Luis Ojea - La semana

Cuatro años

Gonzalo Caballero y González Formoso han seguido con obediencia ciega el dictado de La Moncloa

Pedro Sánchez en el Congreso, en una imagen de archivo Jaime García

ABC

Hace cuatro años llegó Pedro Sánchez a la Moncloa. Galicia en todo este tiempo no ha sido nunca una prioridad para el líder socialista. Ni estratégica ni accidentalmente. Ni cuando gobernó en solitario ni ahora que lo hace en coalición con Podemos. En aquel junio de 2018 se encadenó a una alianza –luego renovada y ampliada– que le ha ligado al rupturismo radical y le ha llevado a postrarse en sucesivas ocasiones ante el independentismo catalán y vasco. Esas hipotecas y un cerril dogmatismo ideológico han conducido a la permanente marginación de los intereses de esta comunidad en la acción del Gobierno central. Una discriminación en la que Ferraz ha contado siempre con el aplauso de su franquicia –antes con Gonzalo Caballero y ahora con Formoso– y la complicidad del nacionalismo gallego.

La política industrial es un caso paradigmático. Lo sucedido con las térmicas de Meirama y As Pontes o las plantas de Alcoa en La Coruña y San Cibrao son un buen ejemplo. También el contumaz empeño en abocar al cierre de Ence en Pontevedra. O en los últimos tiempos el desprecio mostrado hacia los proyectos de Stellantis en Vigo –que han llevado a la compañía a reducir su plan de inversiones en la factoría de Balaídos– mientras exhibe una alianza con el grupo Volkswagen para blindar las fábricas del mismo sector en Cataluña y Navarra. Este último episodio nos remite al pecado original de Sánchez, su dependencia de socios como Esquerra o Bildu. La irresponsable estrategia energética, la frívola indiferencia mostrada hacia el presente y futuro de la industria electrointensiva o la censura de la pastera se explican por su pueril radicalismo ideológico. En ambos casos, Sánchez ha contado siempre con la sumisión del PSdeG para bendecir sus agravios y la complicidad del Bloque, cómodo en su rol de palmero.

Eso ha sido una constante en estos cuatro años. Ningún 'apparatchik' de Ferraz podrá reprocharle nunca a Caballero y a González Formoso que hayan antepuesto los intereses de Galicia a los de su jefe de filas. Uno y otro han seguido con obediencia ciega el discurso dictado desde La Moncloa, fiando su destino político al de Pedro Sánchez. En ocasiones hasta el límite de lo ridículo. Sucursalismo dócil y acrítico del socialismo gallego. Y connivencia culpable del nacionalismo. El BNG que la semana pasada se declaraba «prudentemente satisfecho» de su acuerdo de investidura con el PSOE. Satisfechos del papel –aunque secundario– que se les ha asignado en el libreto de la coalición Frankenstein.
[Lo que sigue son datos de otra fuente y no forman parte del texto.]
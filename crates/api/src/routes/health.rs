use axum::extract::State;
use axum::{routing::get, Json, Router};
use serde::Serialize;

use crate::state::AppState;

/// Health check response payload.
#[derive(Serialize)]
pub struct HealthResponse {
    /// Overall service status.
    pub status: &'static str,
    /// Crate version from Cargo.toml.
    pub version: &'static str,
    /// Whether the database is reachable.
    pub db_healthy: bool,
}

/// GET /health -- returns service and database health.
async fn health_check(State(state): State<AppState>) -> Json<HealthResponse> {
    let db_healthy = estatia_db::health_check(&state.pool).await.is_ok();

    let status = if db_healthy { "ok" } else { "degraded" };

    Json(HealthResponse {
        status,
        version: env!("CARGO_PKG_VERSION"),
        db_healthy,
    })
}

/// Mount health check routes (intended for root-level, NOT under `/api/v1`).
pub fn router() -> Router<AppState> {
    Router::new().route("/health", get(health_check))
}
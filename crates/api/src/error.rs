use axum::http::StatusCode;
use axum::response::{IntoResponse, Response};
use estatia_core::deletion::{DeleteBlocked, NOT_FOUND_MESSAGE};
use estatia_core::error::CoreError;
use serde_json::json;

/// Application-level error type for HTTP handlers.
///
/// Wraps [`CoreError`] for domain errors and adds HTTP-specific variants.
/// Implements [`IntoResponse`] to produce consistent JSON error responses.
#[derive(Debug, thiserror::Error)]
pub enum AppError {
    /// A domain-level error from `estatia_core`.
    #[error(transparent)]
    Core(#[from] CoreError),

    /// A database error from sqlx.
    #[error("Database error: {0}")]
    Database(#[from] sqlx::Error),

    /// A bad request with a human-readable message.
    #[error("Bad request: {0}")]
    BadRequest(String),

    /// A lookup target that does not exist: slug lookups and guarded
    /// delete candidates, where no entity/id pair is available.
    #[error("Record not found")]
    RecordNotFound,

    /// An internal error with a human-readable message.
    #[error("Internal error: {0}")]
    InternalError(String),
}

/// Convenience type alias for handler return values.
pub type AppResult<T> = Result<T, AppError>;

/// Map delete-guard outcomes onto HTTP-facing variants.
///
/// `NotFound` keeps the guard's fixed message and 404 hint; a violated
/// dependency surfaces as 400 with the rule's message; store errors join
/// the regular sqlx classification path.
impl From<DeleteBlocked<sqlx::Error>> for AppError {
    fn from(blocked: DeleteBlocked<sqlx::Error>) -> Self {
        match blocked {
            DeleteBlocked::NotFound => AppError::RecordNotFound,
            DeleteBlocked::Conflict(message) => AppError::BadRequest(message),
            DeleteBlocked::Query(err) => AppError::Database(err),
        }
    }
}

impl IntoResponse for AppError {
    fn into_response(self) -> Response {
        let (status, code, message) = match &self {
            // --- CoreError variants ---
            AppError::Core(core) => match core {
                CoreError::NotFound { entity, id } => (
                    StatusCode::NOT_FOUND,
                    "NOT_FOUND",
                    format!("{entity} with id {id} not found"),
                ),
                CoreError::Validation(msg) => {
                    (StatusCode::BAD_REQUEST, "VALIDATION_ERROR", msg.clone())
                }
                CoreError::Conflict(msg) => (StatusCode::CONFLICT, "CONFLICT", msg.clone()),
                CoreError::Internal(msg) => {
                    tracing::error!(error = %msg, "Internal core error");
                    (
                        StatusCode::INTERNAL_SERVER_ERROR,
                        "INTERNAL_ERROR",
                        "An internal error occurred".to_string(),
                    )
                }
            },

            // --- Database errors ---
            AppError::Database(err) => classify_sqlx_error(err),

            // --- HTTP-specific errors ---
            AppError::BadRequest(msg) => (StatusCode::BAD_REQUEST, "BAD_REQUEST", msg.clone()),
            AppError::RecordNotFound => (
                StatusCode::NOT_FOUND,
                "NOT_FOUND",
                NOT_FOUND_MESSAGE.to_string(),
            ),
            AppError::InternalError(msg) => {
                tracing::error!(error = %msg, "Internal error");
                (
                    StatusCode::INTERNAL_SERVER_ERROR,
                    "INTERNAL_ERROR",
                    "An internal error occurred".to_string(),
                )
            }
        };

        let body = json!({
            "error": message,
            "code": code,
        });

        (status, axum::Json(body)).into_response()
    }
}

/// Classify a sqlx error into an HTTP status, error code, and message.
///
/// - `RowNotFound` maps to 404.
/// - Unique constraint violations (constraint name starting with `uq_`) map to 409.
/// - Everything else maps to 500 with a sanitized message.
fn classify_sqlx_error(err: &sqlx::Error) -> (StatusCode, &'static str, String) {
    match err {
        sqlx::Error::RowNotFound => (
            StatusCode::NOT_FOUND,
            "NOT_FOUND",
            "Resource not found".to_string(),
        ),
        sqlx::Error::Database(db_err) => {
            // PostgreSQL unique constraint violation: error code 23505
            if db_err.code().as_deref() == Some("23505") {
                let constraint = db_err.constraint().unwrap_or("unknown");
                if constraint.starts_with("uq_") {
                    return (
                        StatusCode::CONFLICT,
                        "CONFLICT",
                        format!("Duplicate value violates unique constraint: {constraint}"),
                    );
                }
            }
            tracing::error!(error = %db_err, "Database error");
            (
                StatusCode::INTERNAL_SERVER_ERROR,
                "INTERNAL_ERROR",
                "An internal error occurred".to_string(),
            )
        }
        other => {
            tracing::error!(error = %other, "Database error");
            (
                StatusCode::INTERNAL_SERVER_ERROR,
                "INTERNAL_ERROR",
                "An internal error occurred".to_string(),
            )
        }
    }
}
Unas veces como cooperadores necesarios de las ocurrencias del Gobierno y otras fingiendo desmarcarse para subrayar su pureza radical. Siempre, en todo caso, cómplices. Y, según confiesan, satisfechos con ese rol.

Ni esa conchabanza de la izquierda gallega con Sánchez ni las prioridades del líder socialista parece que vayan a alterarse. Esta semana se volvió a constatar con la publicación del mapa de las rutas de autobuses estatales en la comunidad. Y no parece probable que cambie el guion en lo que resta de legislatura. Unos meses en los que esta comunidad se juega no pocos asuntos estratégicos. Desde lo más inminente –la imprescindible corrección de la política económica para afrontar una crisis inflacionaria que durante mucho tiempo el Gobierno obvió– hasta temas tan estructurales como el reparto de los fondos europeos Next Generation o la definición de un nuevo modelo de financiación autonómica. La experiencia de estos últimos cuatro años conduce a prever que en todas esas cuestiones el PSOE y sus socios van a primar intereses distintos a los de Galicia. Porque si algo ha quedado manifiestamente demostrado en este tiempo es que el principal objetivo –en no pocas ocasiones parece que el único– de aquella coalición Frankenstein que empezó a fraguarse en junio de 2018 es la supervivencia de la propia alianza. También que puede seguir contando con el aplauso de su franquicia y la complicidad del nacionalismo gallego.